Problem details — From the entries below, reproduce exactly the line containing "65,535 inclusive, as specified in Note 2.", the line containing "data, as specified in ISO_18013-5 2021 Section 8.3.3.1.2", and every line in between, with nothing added.

Material provided —
* * * * * * *
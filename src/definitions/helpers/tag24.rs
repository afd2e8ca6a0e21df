//! Support for embedded
//! [CBOR Data Items](https://www.ietf.org/rfc/rfc8949.html#name-encoded-cbor-data-item),
//! also known as a tagged data item with tag number 24.

use ciborium::Value;
use serde::{de, Deserialize, Deserializer, Serialize, Serializer};

use crate::cbor::{self, CborError};

/// A wrapper for a struct that is to be encoded as a CBOR tagged item, with tag number 24.
///
/// If this struct is created through deserializing CBOR, then the original byte representation is
/// preserved for future serializing. Transcript hashing depends on this: the bytes a peer sent
/// are the bytes that get hashed, whatever map ordering it used.
#[derive(Debug, Clone, PartialEq, Eq)]
pub struct Tag24<T> {
    inner: T,
    pub inner_bytes: Vec<u8>,
}

type Result<T, E = Error> = std::result::Result<T, E>;

#[derive(Debug, Clone, thiserror::Error)]
pub enum Error {
    #[error("Expected a CBOR byte string, received: '{0:?}'")]
    InvalidTag24(Box<Value>),
    #[error("Expected a CBOR tagged data item with tag number 24, received: '{0:?}'")]
    NotATag24(Value),
    #[error("Unable to encode value as CBOR: {0}")]
    UnableToEncode(CborError),
    #[error("Unable to decode bytes to inner type: {0}")]
    UnableToDecode(CborError),
}

impl<T> Tag24<T> {
    pub fn into_inner(self) -> T {
        self.inner
    }

    /// Pairs an already-decoded value with the exact bytes it was decoded from.
    pub(crate) fn from_parts(inner: T, inner_bytes: Vec<u8>) -> Self {
        Self { inner, inner_bytes }
    }

    /// The full encoding, `#6.24(bstr .cbor T)`.
    pub fn to_tagged_bytes(&self) -> Result<Vec<u8>> {
        cbor::to_vec(&Value::Tag(
            24,
            Box::new(Value::Bytes(self.inner_bytes.clone())),
        ))
        .map_err(Error::UnableToEncode)
    }
}

impl<T: Serialize + de::DeserializeOwned> Tag24<T> {
    pub fn new(inner: T) -> Result<Tag24<T>> {
        let inner_bytes = cbor::to_vec(&inner).map_err(Error::UnableToEncode)?;
        let inner = cbor::from_slice(&inner_bytes).map_err(Error::UnableToDecode)?;
        Ok(Self { inner, inner_bytes })
    }

    pub fn from_bytes(inner_bytes: Vec<u8>) -> Result<Tag24<T>> {
        let inner = cbor::from_slice(&inner_bytes).map_err(Error::UnableToDecode)?;
        Ok(Self { inner, inner_bytes })
    }
}

impl<T: de::DeserializeOwned> TryFrom<Value> for Tag24<T> {
    type Error = Error;

    fn try_from(v: Value) -> Result<Tag24<T>> {
        match v {
            Value::Tag(24, inner_value) => match *inner_value {
                Value::Bytes(inner_bytes) => {
                    let inner = cbor::from_slice(&inner_bytes).map_err(Error::UnableToDecode)?;
                    Ok(Tag24 { inner, inner_bytes })
                }
                other => Err(Error::InvalidTag24(Box::new(other))),
            },
            _ => Err(Error::NotATag24(v)),
        }
    }
}

impl<T> From<Tag24<T>> for Value {
    fn from(Tag24 { inner_bytes, .. }: Tag24<T>) -> Value {
        Value::Tag(24, Box::new(Value::Bytes(inner_bytes)))
    }
}

impl<T> AsRef<T> for Tag24<T> {
    fn as_ref(&self) -> &T {
        &self.inner
    }
}

impl<T> Serialize for Tag24<T> {
    fn serialize<S: Serializer>(&self, s: S) -> std::result::Result<S::Ok, S::Error> {
        Value::Tag(24, Box::new(Value::Bytes(self.inner_bytes.clone()))).serialize(s)
    }
}

impl<'de, T: de::DeserializeOwned> Deserialize<'de> for Tag24<T> {
    fn deserialize<D>(d: D) -> std::result::Result<Tag24<T>, D::Error>
    where
        D: Deserializer<'de>,
    {
        let value = Value::deserialize(d)?;
        Tag24::try_from(value).map_err(de::Error::custom)
    }
}

#[cfg(test)]
mod test {
    use super::Tag24;

    #[test]
    fn preserves_original_bytes() {
        // A map with keys in non-canonical order still hashes as sent.
        let bytes = hex::decode("a2016161006162").unwrap();
        let tagged = Tag24::<ciborium::Value>::from_bytes(bytes.clone()).unwrap();
        let encoded = crate::cbor::to_vec(&tagged).unwrap();
        let roundtripped: Tag24<ciborium::Value> = crate::cbor::from_slice(&encoded).unwrap();
        assert_eq!(roundtripped.inner_bytes, bytes);
    }

    #[test]
    fn tagged_encoding() {
        let tagged = Tag24::new(String::from("hi")).unwrap();
        assert_eq!(
            tagged.to_tagged_bytes().unwrap(),
            vec![0xd8, 0x18, 0x43, 0x62, b'h', b'i']
        );
    }

    #[test]
    fn untagged_bytes_are_rejected() {
        let encoded = crate::cbor::to_vec(&ciborium::Value::Bytes(vec![0xa0])).unwrap();
        assert!(crate::cbor::from_slice::<Tag24<ciborium::Value>>(&encoded).is_err());
    }
}
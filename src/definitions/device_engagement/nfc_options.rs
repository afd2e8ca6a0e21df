use ciborium::Value;

use crate::definitions::device_engagement::error::Error;

/// The maximum length of the NFC command, as specified in ISO_18013-5 2021 Section 8.3.3.1.2
/// Values of this type must lie between 255 and 65,535 inclusive, as specified in Note 2.
#[derive(Clone, Copy, Debug, PartialEq, Eq)]
pub struct CommandDataLength(u16);

/// The maximum length of the NFC response data, as specified in ISO_18013-5 2021 Section 8.3.3.1.2
/// Values of this type must lie between 256 and 65,536 inclusive, as specified in Note 2.
#[derive(Clone, Copy, Debug, PartialEq, Eq)]
pub struct ResponseDataLength(u32);

#[derive(Clone, Debug, PartialEq, Eq, Default)]
pub struct NfcOptions {
    pub max_len_command_data_field: CommandDataLength,
    pub max_len_response_data_field: ResponseDataLength,
}

impl CommandDataLength {
    pub const MIN: CommandDataLength = CommandDataLength(255);
    pub const MAX: CommandDataLength = CommandDataLength(65535);

    pub const fn new(v: u16) -> Option<CommandDataLength> {
        match v >= Self::MIN.get() {
            true => Some(CommandDataLength(v)),
            false => None,
        }
    }

    pub const fn get(&self) -> u16 {
        self.0
    }
}

/// ISO_18013-5 2021 does not specify a default value for the Command Data Length, so we make
/// a safe assumption here and specify the minimum value, which is 255.
impl Default for CommandDataLength {
    fn default() -> Self {
        Self::MIN
    }
}

impl ResponseDataLength {
    pub const MIN: ResponseDataLength = ResponseDataLength(256);
    pub const MAX: ResponseDataLength = ResponseDataLength(65536);

    pub const fn new(v: u32) -> Option<ResponseDataLength> {
        match v >= Self::MIN.get() && v <= Self::MAX.get() {
            true => Some(ResponseDataLength(v)),
            false => None,
        }
    }

    pub const fn get(&self) -> u32 {
        self.0
    }
}

/// ISO_18013-5 2021 does not specify a default value for the Response Data Length, so we make
/// a safe assumption here and specify the minimum value, which is 256.
impl Default for ResponseDataLength {
    fn default() -> Self {
        Self::MIN
    }
}

impl TryFrom<Value> for NfcOptions {
    type Error = Error;

    fn try_from(v: Value) -> Result<Self, Error> {
        let Value::Map(entries) = v else {
            return Err(Error::malformed("NFC options are not a map"));
        };
        let lookup = |label: i128| -> Option<u64> {
            entries
                .iter()
                .find(|(k, _)| k.as_integer().map(i128::from) == Some(label))
                .and_then(|(_, v)| v.as_integer())
                .and_then(|i| u64::try_from(i).ok())
        };

        let max_len_command_data_field = lookup(0)
            .and_then(|v| u16::try_from(v).ok())
            .and_then(CommandDataLength::new)
            .ok_or_else(|| Error::malformed("NFC command data length must be 255..=65535"))?;
        let max_len_response_data_field = lookup(1)
            .and_then(|v| u32::try_from(v).ok())
            .and_then(ResponseDataLength::new)
            .ok_or_else(|| Error::malformed("NFC response data length must be 256..=65536"))?;

        Ok(NfcOptions {
            max_len_command_data_field,
            max_len_response_data_field,
        })
    }
}

impl From<NfcOptions> for Value {
    fn from(o: NfcOptions) -> Value {
        Value::Map(vec![
            (
                Value::Integer(0.into()),
                Value::Integer(o.max_len_command_data_field.get().into()),
            ),
            (
                Value::Integer(1.into()),
                Value::Integer(o.max_len_response_data_field.get().into()),
            ),
        ])
    }
}

#[cfg(test)]
mod test {
    use super::*;

    #[test]
    fn bounds() {
        assert!(CommandDataLength::new(254).is_none());
        assert!(CommandDataLength::new(255).is_some());
        assert!(ResponseDataLength::new(255).is_none());
        assert!(ResponseDataLength::new(65536).is_some());
        assert!(ResponseDataLength::new(65537).is_none());
    }

    #[test]
    fn out_of_range_lengths_are_malformed() {
        let value = Value::Map(vec![
            (Value::Integer(0.into()), Value::Integer(10.into())),
            (Value::Integer(1.into()), Value::Integer(300.into())),
        ]);
        assert!(matches!(
            NfcOptions::try_from(value),
            Err(Error::MalformedEngagement(_))
        ));
    }

    #[test]
    fn roundtrip() {
        let options = NfcOptions {
            max_len_command_data_field: CommandDataLength::MAX,
            max_len_response_data_field: ResponseDataLength::MAX,
        };
        let value = Value::from(options.clone());
        assert_eq!(NfcOptions::try_from(value).unwrap(), options);
    }
}
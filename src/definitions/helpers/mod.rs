pub mod bytestr;
pub mod non_empty_vec;
pub mod tag24;

pub use bytestr::ByteStr;
pub use non_empty_vec::NonEmptyVec;
pub use tag24::Tag24;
* * * * * * *
Reply —
/// Values of this type must lie between 255 and 65,535 inclusive, as specified in Note 2.
#[derive(Clone, Copy, Debug, PartialEq, Eq)]
pub struct CommandDataLength(u16);

/// The maximum length of the NFC response data, as specified in ISO_18013-5 2021 Section 8.3.3.1.2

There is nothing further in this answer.